また、義兄の明政も久政が家督を相続することに対して納得しておらず反乱を起こす等、家中に火種を抱えることになりました。
久政が家督を相続してからは、近江南部を中心に勢力をもっていた六角氏に押され、ついには六角氏の配下となってしまいます。
さらに自身の嫡男・長政に六角氏の家臣・平井定武の娘を娶らせるなど六角氏に対して従属の姿勢をとり続けたため、浅井家の家臣たちは不満を募らせていきます。
六角氏からの独立
1560年に嫡男・長政が「野良田の戦い」で六角義賢に勝利すると浅井氏は六角氏から独立しました。家中でも久政に対して不満を持っていた家臣たちに迫られ家督を長政に譲り、久政は半ば強制的に隠居させられます。
長政も正室であった平井定武の娘と離縁し、六角氏に返しています。
一時、久政は竹生島に幽閉されていましたが1560年に久政の正室・小野殿が久政のもとを訪れ、長政と和解する様にすすめます。

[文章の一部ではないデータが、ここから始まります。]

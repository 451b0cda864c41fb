//! HTTP response as returned by the transport.

use vault_json::{parse, Value};

use crate::error::{VaultError, VaultResult};

/// Status, headers and raw body of one HTTP exchange.
#[derive(Debug, Clone, PartialEq, Eq)]
pub struct HttpResponse {
    status: u16,
    headers: Vec<(String, String)>,
    body: Vec<u8>,
    mime_type: Option<String>,
}

impl HttpResponse {
    /// Create a response, deriving the MIME type from `Content-Type`.
    #[must_use]
    pub fn new(status: u16, headers: Vec<(String, String)>, body: Vec<u8>) -> Self {
        let mime_type = headers
            .iter()
            .find(|(name, _)| name.eq_ignore_ascii_case("content-type"))
            .and_then(|(_, value)| value.split(';').next())
            .map(|essence| essence.trim().to_ascii_lowercase())
            .filter(|essence| !essence.is_empty());

        Self {
            status,
            headers,
            body,
            mime_type,
        }
    }

    /// HTTP status code.
    #[must_use]
    pub const fn status(&self) -> u16 {
        self.status
    }

    /// True for 2xx statuses.
    #[must_use]
    pub const fn is_success(&self) -> bool {
        self.status >= 200 && self.status < 300
    }

    /// All response headers in received order.
    #[must_use]
    pub fn headers(&self) -> &[(String, String)] {
        &self.headers
    }

    /// First value of a header, matched case-insensitively.
    #[must_use]
    pub fn header(&self, name: &str) -> Option<&str> {
        self.headers
            .iter()
            .find(|(n, _)| n.eq_ignore_ascii_case(name))
            .map(|(_, v)| v.as_str())
    }

    /// Raw body bytes.
    #[must_use]
    pub fn body(&self) -> &[u8] {
        &self.body
    }

    /// MIME type without parameters, lower-cased.
    #[must_use]
    pub fn mime_type(&self) -> Option<&str> {
        self.mime_type.as_deref()
    }

    /// Body decoded as UTF-8, with invalid sequences replaced.
    #[must_use]
    pub fn text(&self) -> String {
        String::from_utf8_lossy(&self.body).into_owned()
    }

    /// Parse the body as JSON. A body that is empty or only JSON whitespace
    /// parses as `null`.
    ///
    /// # Errors
    ///
    /// Returns [`VaultError::Json`] for malformed bodies.
    pub fn json(&self) -> VaultResult<Value> {
        if self
            .body
            .iter()
            .all(|&b| matches!(b, b' ' | b'\t' | b'\n' | b'\r'))
        {
            return Ok(Value::Null);
        }
        Ok(parse(&self.body)?)
    }

    /// Turn a non-2xx response into [`VaultError::HttpStatus`].
    ///
    /// # Errors
    ///
    /// Returns the status and raw body for any non-2xx status.
    pub fn error_for_status(self) -> VaultResult<Self> {
        if self.is_success() {
            Ok(self)
        } else {
            Err(VaultError::http_status(self.status, &self.body))
        }
    }
}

久政は小谷城下の別邸で隠居をすることになりましたが、その後も長政に対して意見を通すことができたと考えられるため、家督相続に至った経緯については疑問が残ります。
信長との同盟
斎藤道三が没後、美濃の斎藤氏との関係が険悪なものになっていた織田信長は、1561年に斎藤義龍が急死したことで家督を義龍の嫡男・龍興が継ぐと美濃へと信長は出兵します。「森部の戦い」で龍興に勝利し、織田家が斎藤家よりも優位に立つことになります。
すると酒や女に溺れて政務を顧みようとしない龍興に嫌気がさした竹中重治や安藤守就の軍勢が、龍興の居城である稲葉山城を占拠するなどの反乱が起こりました。

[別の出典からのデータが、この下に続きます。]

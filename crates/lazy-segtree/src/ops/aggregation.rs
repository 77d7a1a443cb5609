use core::{fmt, str::FromStr};

use super::{Add, Commutative, Identity, Lazy, Max, Min, Operation};

/// Runtime selection of the operation a tree aggregates with.
///
/// Dispatches to [`Add`], [`Min`] or [`Max`] and therefore works for every element type
/// those three are implemented for.
///
/// ```
/// use lazy_segtree::{LazySegmentTree, ops::Aggregation};
///
/// let op: Aggregation = "max".parse().unwrap();
/// let mut tree = LazySegmentTree::build(&[3, 9, 4], op).unwrap();
/// tree.range_update(0, 0, 10);
/// assert_eq!(tree.range_query(0, 2), 13);
/// ```
#[cfg_attr(feature = "serde", derive(serde::Deserialize, serde::Serialize))]
#[derive(Copy, Clone, Default, Debug, PartialEq, Eq, Hash)]
pub enum Aggregation {
    /// Sum of the interval
    #[default]
    Sum,
    /// Minimum of the interval
    Min,
    /// Maximum of the interval
    Max,
}

impl Aggregation {
    /// Every available aggregation
    pub const ALL: [Aggregation; 3] = [Aggregation::Sum, Aggregation::Min, Aggregation::Max];

    /// Returns the lowercase name of the aggregation
    pub fn name(&self) -> &'static str {
        match self {
            Aggregation::Sum => "sum",
            Aggregation::Min => "min",
            Aggregation::Max => "max",
        }
    }
}

impl fmt::Display for Aggregation {
    fn fmt(&self, f: &mut fmt::Formatter<'_>) -> fmt::Result {
        f.write_str(self.name())
    }
}

/// Error returned when parsing an unknown [`Aggregation`] name
#[derive(Debug, Clone, Copy, PartialEq, Eq)]
pub struct ParseAggregationError;

impl fmt::Display for ParseAggregationError {
    fn fmt(&self, f: &mut fmt::Formatter<'_>) -> fmt::Result {
        f.write_str("unknown aggregation, expected one of: sum, min, max")
    }
}

#[cfg(feature = "std")]
impl std::error::Error for ParseAggregationError {}

impl FromStr for Aggregation {
    type Err = ParseAggregationError;

    fn from_str(s: &str) -> Result<Self, Self::Err> {
        Aggregation::ALL
            .into_iter()
            .find(|agg| agg.name().eq_ignore_ascii_case(s.trim()))
            .ok_or(ParseAggregationError)
    }
}

impl<N> Operation<N> for Aggregation
where
    Add: Operation<N>,
    Min: Operation<N>,
    Max: Operation<N>,
{
    #[inline]
    fn combine(&self, a: &N, b: &N) -> N {
        match self {
            Aggregation::Sum => Add.combine(a, b),
            Aggregation::Min => Min.combine(a, b),
            Aggregation::Max => Max.combine(a, b),
        }
    }
}

impl<N> Commutative<N> for Aggregation
where
    Add: Commutative<N>,
    Min: Commutative<N>,
    Max: Commutative<N>,
{
}

impl<N> Identity<N> for Aggregation
where
    Add: Identity<N>,
    Min: Identity<N>,
    Max: Identity<N>,
{
    #[inline]
    fn identity(&self) -> N {
        match self {
            Aggregation::Sum => Add.identity(),
            Aggregation::Min => Min.identity(),
            Aggregation::Max => Max.identity(),
        }
    }
}

impl<N> Lazy<N> for Aggregation
where
    Add: Lazy<N>,
    Min: Lazy<N>,
    Max: Lazy<N>,
{
    #[inline]
    fn no_delta(&self) -> N {
        match self {
            Aggregation::Sum => Add.no_delta(),
            Aggregation::Min => Min.no_delta(),
            Aggregation::Max => Max.no_delta(),
        }
    }
    #[inline]
    fn is_no_delta(&self, delta: &N) -> bool {
        match self {
            Aggregation::Sum => Add.is_no_delta(delta),
            Aggregation::Min => Min.is_no_delta(delta),
            Aggregation::Max => Max.is_no_delta(delta),
        }
    }
    #[inline]
    fn compose_delta(&self, pending: &N, delta: &N) -> N {
        match self {
            Aggregation::Sum => Add.compose_delta(pending, delta),
            Aggregation::Min => Min.compose_delta(pending, delta),
            Aggregation::Max => Max.compose_delta(pending, delta),
        }
    }
    #[inline]
    fn apply_delta(&self, aggregate: &N, delta: &N, len: usize) -> N {
        match self {
            Aggregation::Sum => Add.apply_delta(aggregate, delta, len),
            Aggregation::Min => Min.apply_delta(aggregate, delta, len),
            Aggregation::Max => Max.apply_delta(aggregate, delta, len),
        }
    }
}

1564年には美濃の斎藤氏を牽制するため、北近江で勢力を持っていた浅井氏と信長は同盟を結び、長政は信長の妹・お市の方を娶りました。
しかし、この同盟は信長と久政の盟友である朝倉氏が不仲だったため、浅井家家臣の中では賛否ありましたが、この同盟により上洛のための近江口を確保することができ、美濃攻略の足掛かりを得た信長は喜びました。
本来なら浅井家が用意する結婚資金も全額負担するなどしましたが、隠居中の久政は終始反対し続けていたようです。
選択を迫られる浅井長政
足利義昭を擁して上洛し、朝倉氏に対して再三の上洛命令を出した信長でしたが朝倉氏が応じなかったため、1570年に朝倉氏討伐のため、越前国へと信長は軍を進めます。同盟を結んでいる織田と久政の盟友朝倉氏との間で、どちらにつくかを迫られた浅井家は久政の朝倉につくべきという意見に長政が折れました。

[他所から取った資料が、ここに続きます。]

//! A segment tree needs some operation, and this module contains the main [`Operation`]
//! trait, together with the marker trait [`Commutative`], the [`Identity`] trait and the
//! [`Lazy`] trait used by trees that support interval updates.
//!
//! The operations [`Add`], [`Min`] and [`Max`] are implemented for every primitive
//! integer and float type. [`Add`] is additionally implemented for [`Wrapping`] integers,
//! which is the only way to get modular sums without overflow checks in debug builds.
//!
//! Interval updates are additive: every element in the interval is shifted by a delta.
//! For [`Add`] a shifted node grows by `delta * len`, while [`Min`] and [`Max`] move by
//! exactly `delta` since a uniform shift moves the extremum with it.

use core::num::Wrapping;

mod aggregation;

pub use aggregation::{Aggregation, ParseAggregationError};

/// A trait that specifies which associative operator to use in a segment tree.
pub trait Operation<N> {
    /// The operation that is performed to combine two intervals in the segment tree.
    ///
    /// This function must be [associative][1], that is `combine(combine(a, b), c) =
    /// combine(a, combine(b, c))`.
    ///
    /// [1]: https://en.wikipedia.org/wiki/Associative_property
    fn combine(&self, a: &N, b: &N) -> N;
    /// Replace the value in `a` with `combine(a, b)`. By default simply calls `combine`.
    #[inline]
    fn combine_mut(&self, a: &mut N, b: &N) {
        let res = self.combine(&*a, b);
        *a = res;
    }
    /// Must return the same as `combine`. By default simply calls `combine_mut`.
    #[inline]
    fn combine_left(&self, mut a: N, b: &N) -> N {
        self.combine_mut(&mut a, b);
        a
    }
}

/// A marker trait that specifies that an [`Operation`] is [commutative][1], that is:
/// `combine(a, b) = combine(b, a)`.
///
/// [1]: https://en.wikipedia.org/wiki/Commutative_property
pub trait Commutative<N>: Operation<N> {}

/// A trait that specifies that this [`Operation`] has an [identity element][1].
///
/// An identity must satisfy `combine(a, id) = a` and `combine(id, a) = a`, where `id` is
/// something returned by [`identity`].
///
/// [`identity`]: Identity::identity
/// [1]: https://en.wikipedia.org/wiki/Identity_element
pub trait Identity<N> {
    /// Returns an element such that if [combined][1] with any element `a` the result must
    /// be `a`.
    ///
    /// [1]: Operation::combine
    fn identity(&self) -> N;
}

/// A trait for operations whose aggregates can absorb an additive delta that was applied
/// to every element of the aggregated interval.
///
/// For every interval `[l, r]` of length `len` the following must hold:
///
/// ```text
/// apply_delta(combine(a[l], ..., a[r]), d, len) == combine(a[l] + d, ..., a[r] + d)
/// ```
pub trait Lazy<N>: Commutative<N> + Identity<N> {
    /// The delta that changes nothing. Zero for every operation in this module.
    fn no_delta(&self) -> N;
    /// Returns `true` if `delta` is equal to [`no_delta`](Lazy::no_delta).
    fn is_no_delta(&self, delta: &N) -> bool;
    /// Accumulates a new `delta` on top of an already `pending` one.
    fn compose_delta(&self, pending: &N, delta: &N) -> N;
    /// Applies `delta` to an `aggregate` summarizing `len` elements.
    fn apply_delta(&self, aggregate: &N, delta: &N, len: usize) -> N;
}

/// Each node contains the sum of the interval it represents.
#[cfg_attr(feature = "serde", derive(serde::Deserialize, serde::Serialize))]
#[derive(Clone, Copy, Eq, PartialEq, Ord, PartialOrd, Debug, Default, Hash)]
pub struct Add;

/// Each node contains the minimum of the interval it represents.
#[cfg_attr(feature = "serde", derive(serde::Deserialize, serde::Serialize))]
#[derive(Clone, Copy, Eq, PartialEq, Ord, PartialOrd, Debug, Default, Hash)]
pub struct Min;

/// Each node contains the maximum of the interval it represents.
#[cfg_attr(feature = "serde", derive(serde::Deserialize, serde::Serialize))]
#[derive(Clone, Copy, Eq, PartialEq, Ord, PartialOrd, Debug, Default, Hash)]
pub struct Max;

macro_rules! impl_operation_infix {
    ($op:ty, $ty:ty, $combineop:tt, $doc:expr) => {
        impl Operation<$ty> for $op {
            #[doc = $doc]
            #[inline]
            fn combine(&self, a: &$ty, b: &$ty) -> $ty {
                *a $combineop *b
            }
        }
    };
}
macro_rules! impl_operation_prefix {
    ($op:ty, $ty:ty, $combinef:expr, $doc:expr) => {
        impl Operation<$ty> for $op {
            #[doc = $doc]
            #[inline]
            fn combine(&self, a: &$ty, b: &$ty) -> $ty {
                $combinef(*a, *b)
            }
        }
    };
}
macro_rules! impl_identity {
    ($op:ty, $ty:ty, $iden:expr, $doc:expr) => {
        impl Identity<$ty> for $op {
            #[doc = $doc]
            #[inline]
            fn identity(&self) -> $ty {
                $iden
            }
        }
    };
}
macro_rules! impl_lazy {
    ($op:ty, $ty:ty, $zero:expr, |$agg:ident, $delta:ident, $len:ident| $apply:expr) => {
        impl Lazy<$ty> for $op {
            #[inline]
            fn no_delta(&self) -> $ty {
                $zero
            }
            #[inline]
            fn is_no_delta(&self, delta: &$ty) -> bool {
                *delta == $zero
            }
            #[inline]
            fn compose_delta(&self, pending: &$ty, delta: &$ty) -> $ty {
                *pending + *delta
            }
            #[inline]
            #[allow(unused_variables)]
            fn apply_delta(&self, $agg: &$ty, $delta: &$ty, $len: usize) -> $ty {
                $apply
            }
        }
    };
}
macro_rules! impl_ordered {
    ($ty:tt, $zero:expr, $min:expr, $max:expr, $minf:expr, $maxf:expr) => {
        impl_operation_infix!(Add, $ty, +, "Returns the sum.");
        impl_identity!(Add, $ty, $zero, "Returns zero.");
        impl Commutative<$ty> for Add {}

        impl_operation_prefix!(Min, $ty, $minf, "Returns the minimum.");
        impl_identity!(Min, $ty, $max, "Returns the largest possible value.");
        impl Commutative<$ty> for Min {}
        impl_lazy!(Min, $ty, $zero, |agg, delta, len| *agg + *delta);

        impl_operation_prefix!(Max, $ty, $maxf, "Returns the maximum.");
        impl_identity!(Max, $ty, $min, "Returns the smallest possible value.");
        impl Commutative<$ty> for Max {}
        impl_lazy!(Max, $ty, $zero, |agg, delta, len| *agg + *delta);
    };
}
macro_rules! impl_integer {
    ($ty:tt) => {
        impl_ordered!($ty, 0, <$ty>::MIN, <$ty>::MAX, core::cmp::min, core::cmp::max);
        // modular product, exact whenever the shifted sum fits in the type
        impl_lazy!(Add, $ty, 0, |agg, delta, len| {
            agg.wrapping_add(delta.wrapping_mul(len as $ty))
        });

        impl_operation_infix!(Add, Wrapping<$ty>, +, "Returns the wrapping sum.");
        impl_identity!(Add, Wrapping<$ty>, Wrapping(0), "Returns zero.");
        impl Commutative<Wrapping<$ty>> for Add {}
        impl_lazy!(Add, Wrapping<$ty>, Wrapping(0), |agg, delta, len| {
            *agg + *delta * Wrapping(len as $ty)
        });
    };
}
impl_integer!(u8);
impl_integer!(u16);
impl_integer!(u32);
impl_integer!(u64);
impl_integer!(u128);
impl_integer!(usize);
impl_integer!(i8);
impl_integer!(i16);
impl_integer!(i32);
impl_integer!(i64);
impl_integer!(i128);
impl_integer!(isize);

impl_ordered!(f32, 0.0, f32::NEG_INFINITY, f32::INFINITY, f32::min, f32::max);
impl_lazy!(Add, f32, 0.0, |agg, delta, len| *agg + *delta * len as f32);
impl_ordered!(f64, 0.0, f64::NEG_INFINITY, f64::INFINITY, f64::min, f64::max);
impl_lazy!(Add, f64, 0.0, |agg, delta, len| *agg + *delta * len as f64);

織田軍に朝倉方の城が次々と落とされていく中、織田家から離反し朝倉方につきました。
姉川の戦いで織田・徳川の連合軍に敗れた浅井・朝倉の残党が比叡山へと逃れますが、信長はそれを焼き討ちします。
1573年には朝倉の本拠地である一乗谷を攻め、一乗谷が陥落すると次は浅井家の本城である小谷城を攻撃。
久政の籠る小丸と長政がいる本丸は木下秀吉によって分断され、もはやこれまでと悟った久政は一族の浅井福寿庵に介錯され自害。
長政も不破光治や木下秀吉の降伏勧告を断り続け、久政が自害した数日後に自害しています。